Records:
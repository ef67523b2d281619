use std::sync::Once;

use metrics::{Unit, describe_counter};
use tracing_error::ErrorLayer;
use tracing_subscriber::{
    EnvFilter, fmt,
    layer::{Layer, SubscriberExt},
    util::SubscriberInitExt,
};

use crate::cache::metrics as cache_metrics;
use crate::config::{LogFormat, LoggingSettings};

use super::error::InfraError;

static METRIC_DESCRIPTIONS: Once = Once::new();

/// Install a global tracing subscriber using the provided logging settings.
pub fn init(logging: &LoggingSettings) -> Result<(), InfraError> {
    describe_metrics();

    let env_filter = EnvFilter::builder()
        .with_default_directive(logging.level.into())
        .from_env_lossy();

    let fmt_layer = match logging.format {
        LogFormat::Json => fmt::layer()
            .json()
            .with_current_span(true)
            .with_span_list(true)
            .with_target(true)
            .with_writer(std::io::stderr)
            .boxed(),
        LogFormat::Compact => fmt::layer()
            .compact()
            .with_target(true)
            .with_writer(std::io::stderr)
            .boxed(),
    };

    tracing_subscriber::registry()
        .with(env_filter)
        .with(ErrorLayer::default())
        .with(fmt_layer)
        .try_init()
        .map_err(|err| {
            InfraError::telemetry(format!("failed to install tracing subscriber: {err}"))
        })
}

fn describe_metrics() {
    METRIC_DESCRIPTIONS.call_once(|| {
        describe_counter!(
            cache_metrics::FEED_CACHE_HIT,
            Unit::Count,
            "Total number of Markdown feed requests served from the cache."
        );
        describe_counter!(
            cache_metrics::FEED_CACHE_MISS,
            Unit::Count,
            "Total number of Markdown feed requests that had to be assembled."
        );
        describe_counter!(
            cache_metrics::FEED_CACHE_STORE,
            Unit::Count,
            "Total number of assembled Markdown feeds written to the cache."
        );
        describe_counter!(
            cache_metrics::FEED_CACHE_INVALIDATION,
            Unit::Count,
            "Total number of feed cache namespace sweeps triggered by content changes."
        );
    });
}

--

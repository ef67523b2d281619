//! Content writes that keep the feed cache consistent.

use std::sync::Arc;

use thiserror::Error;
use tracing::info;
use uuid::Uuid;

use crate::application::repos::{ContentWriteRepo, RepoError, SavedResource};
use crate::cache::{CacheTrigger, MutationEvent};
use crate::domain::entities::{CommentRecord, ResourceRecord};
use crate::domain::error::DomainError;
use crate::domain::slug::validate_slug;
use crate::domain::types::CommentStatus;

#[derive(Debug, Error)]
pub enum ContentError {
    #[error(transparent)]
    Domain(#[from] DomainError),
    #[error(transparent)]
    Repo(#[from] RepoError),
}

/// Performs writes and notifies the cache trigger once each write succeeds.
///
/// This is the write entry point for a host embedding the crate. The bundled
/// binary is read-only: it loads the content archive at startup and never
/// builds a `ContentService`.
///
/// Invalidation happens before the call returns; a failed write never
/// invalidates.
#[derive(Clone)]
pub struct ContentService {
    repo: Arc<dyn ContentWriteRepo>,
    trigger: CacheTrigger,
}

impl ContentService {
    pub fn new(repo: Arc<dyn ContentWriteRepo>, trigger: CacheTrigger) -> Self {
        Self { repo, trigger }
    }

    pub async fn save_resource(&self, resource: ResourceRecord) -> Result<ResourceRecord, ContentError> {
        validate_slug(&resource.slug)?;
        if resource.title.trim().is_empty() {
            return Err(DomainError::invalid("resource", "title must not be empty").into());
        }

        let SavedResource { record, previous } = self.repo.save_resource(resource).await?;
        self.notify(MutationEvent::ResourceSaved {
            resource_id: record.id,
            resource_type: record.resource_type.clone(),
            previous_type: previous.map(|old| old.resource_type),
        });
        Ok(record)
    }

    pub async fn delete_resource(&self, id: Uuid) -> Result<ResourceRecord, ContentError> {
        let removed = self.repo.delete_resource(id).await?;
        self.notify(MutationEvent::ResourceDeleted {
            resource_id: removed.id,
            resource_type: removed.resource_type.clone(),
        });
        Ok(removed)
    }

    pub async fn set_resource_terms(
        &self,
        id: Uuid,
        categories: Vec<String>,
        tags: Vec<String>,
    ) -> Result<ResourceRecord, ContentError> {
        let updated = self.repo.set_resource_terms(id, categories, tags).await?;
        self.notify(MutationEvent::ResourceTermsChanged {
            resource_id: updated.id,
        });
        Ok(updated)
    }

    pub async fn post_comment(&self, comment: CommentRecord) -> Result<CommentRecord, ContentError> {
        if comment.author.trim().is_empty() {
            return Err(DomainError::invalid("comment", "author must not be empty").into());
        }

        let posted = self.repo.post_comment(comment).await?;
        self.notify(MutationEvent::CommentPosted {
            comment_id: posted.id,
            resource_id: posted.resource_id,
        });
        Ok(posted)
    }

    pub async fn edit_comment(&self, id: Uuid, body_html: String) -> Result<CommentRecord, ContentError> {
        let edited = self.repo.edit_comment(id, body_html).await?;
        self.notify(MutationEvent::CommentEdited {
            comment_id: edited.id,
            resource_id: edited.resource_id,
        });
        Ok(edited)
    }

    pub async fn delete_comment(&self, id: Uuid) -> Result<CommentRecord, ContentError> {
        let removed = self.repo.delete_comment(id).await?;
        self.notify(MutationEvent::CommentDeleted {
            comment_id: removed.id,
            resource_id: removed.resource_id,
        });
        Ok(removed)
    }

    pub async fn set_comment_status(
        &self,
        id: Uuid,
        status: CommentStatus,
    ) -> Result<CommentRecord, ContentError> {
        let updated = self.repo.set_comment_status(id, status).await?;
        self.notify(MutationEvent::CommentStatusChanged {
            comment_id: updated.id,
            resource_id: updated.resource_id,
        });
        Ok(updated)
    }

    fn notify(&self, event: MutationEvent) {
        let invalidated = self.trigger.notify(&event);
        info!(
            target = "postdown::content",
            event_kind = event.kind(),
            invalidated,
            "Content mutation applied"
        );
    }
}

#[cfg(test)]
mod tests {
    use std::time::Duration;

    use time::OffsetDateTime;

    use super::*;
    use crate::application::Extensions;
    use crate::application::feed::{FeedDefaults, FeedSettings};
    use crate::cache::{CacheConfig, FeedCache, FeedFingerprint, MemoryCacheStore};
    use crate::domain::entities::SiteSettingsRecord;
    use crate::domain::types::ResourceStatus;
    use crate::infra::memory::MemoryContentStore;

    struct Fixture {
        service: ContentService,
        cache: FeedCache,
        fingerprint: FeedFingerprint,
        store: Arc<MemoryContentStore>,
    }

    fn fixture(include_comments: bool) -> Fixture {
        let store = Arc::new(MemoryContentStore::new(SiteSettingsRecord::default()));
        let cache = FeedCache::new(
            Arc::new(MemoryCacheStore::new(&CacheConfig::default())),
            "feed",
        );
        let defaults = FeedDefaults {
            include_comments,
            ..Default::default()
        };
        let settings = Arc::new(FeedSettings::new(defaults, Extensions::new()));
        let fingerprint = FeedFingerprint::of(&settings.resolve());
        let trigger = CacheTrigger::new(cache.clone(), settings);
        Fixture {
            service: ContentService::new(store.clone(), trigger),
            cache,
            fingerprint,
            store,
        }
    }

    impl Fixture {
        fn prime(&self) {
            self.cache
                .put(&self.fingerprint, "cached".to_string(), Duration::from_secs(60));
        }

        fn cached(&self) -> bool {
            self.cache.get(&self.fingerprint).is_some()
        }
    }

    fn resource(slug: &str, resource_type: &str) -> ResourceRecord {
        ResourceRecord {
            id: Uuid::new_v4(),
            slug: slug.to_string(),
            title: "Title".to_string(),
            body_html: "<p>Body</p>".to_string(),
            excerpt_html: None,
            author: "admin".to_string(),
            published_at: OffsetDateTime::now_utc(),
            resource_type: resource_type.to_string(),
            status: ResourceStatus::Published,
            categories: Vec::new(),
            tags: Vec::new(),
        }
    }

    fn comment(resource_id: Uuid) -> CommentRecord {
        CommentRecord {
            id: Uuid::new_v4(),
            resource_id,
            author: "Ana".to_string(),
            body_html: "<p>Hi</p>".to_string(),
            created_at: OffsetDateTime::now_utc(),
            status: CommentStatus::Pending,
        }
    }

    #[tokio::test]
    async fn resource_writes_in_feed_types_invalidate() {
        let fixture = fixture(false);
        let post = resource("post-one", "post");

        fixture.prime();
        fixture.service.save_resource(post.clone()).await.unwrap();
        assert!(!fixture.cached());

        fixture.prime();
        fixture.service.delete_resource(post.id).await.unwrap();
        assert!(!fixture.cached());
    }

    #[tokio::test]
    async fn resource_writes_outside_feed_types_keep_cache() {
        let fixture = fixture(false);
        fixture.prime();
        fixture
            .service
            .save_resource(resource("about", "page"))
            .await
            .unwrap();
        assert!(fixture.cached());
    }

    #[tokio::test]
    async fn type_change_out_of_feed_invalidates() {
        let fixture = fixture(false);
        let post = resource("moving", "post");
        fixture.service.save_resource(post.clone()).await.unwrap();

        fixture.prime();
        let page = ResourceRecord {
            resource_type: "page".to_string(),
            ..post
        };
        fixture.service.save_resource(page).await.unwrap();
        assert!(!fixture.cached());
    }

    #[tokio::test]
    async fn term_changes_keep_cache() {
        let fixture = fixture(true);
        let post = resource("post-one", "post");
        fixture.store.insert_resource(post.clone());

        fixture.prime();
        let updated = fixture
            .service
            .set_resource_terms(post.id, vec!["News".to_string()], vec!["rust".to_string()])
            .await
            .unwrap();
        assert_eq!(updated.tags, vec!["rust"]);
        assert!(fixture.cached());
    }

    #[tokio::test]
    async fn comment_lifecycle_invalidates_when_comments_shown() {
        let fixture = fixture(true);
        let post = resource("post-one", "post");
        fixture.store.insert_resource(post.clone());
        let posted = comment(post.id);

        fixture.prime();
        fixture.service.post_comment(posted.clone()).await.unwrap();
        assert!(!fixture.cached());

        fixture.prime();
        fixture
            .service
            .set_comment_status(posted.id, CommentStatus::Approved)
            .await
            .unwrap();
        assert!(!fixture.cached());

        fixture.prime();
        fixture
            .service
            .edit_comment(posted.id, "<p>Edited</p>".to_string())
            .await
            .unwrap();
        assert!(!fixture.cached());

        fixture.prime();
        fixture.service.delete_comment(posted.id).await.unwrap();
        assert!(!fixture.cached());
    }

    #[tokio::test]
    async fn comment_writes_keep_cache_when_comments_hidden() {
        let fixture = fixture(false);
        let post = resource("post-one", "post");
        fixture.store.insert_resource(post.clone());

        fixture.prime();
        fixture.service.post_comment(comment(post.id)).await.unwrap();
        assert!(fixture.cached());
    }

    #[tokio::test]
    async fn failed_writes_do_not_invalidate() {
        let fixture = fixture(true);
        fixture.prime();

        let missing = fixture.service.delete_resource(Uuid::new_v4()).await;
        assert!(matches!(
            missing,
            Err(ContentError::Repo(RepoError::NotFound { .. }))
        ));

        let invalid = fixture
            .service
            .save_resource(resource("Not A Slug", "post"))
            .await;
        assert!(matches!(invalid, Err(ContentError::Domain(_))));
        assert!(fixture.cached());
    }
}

Task brief: Across the listing above, count every line containing the string "FeedFingerprint" and give the result with no comment.

Problem solution: 3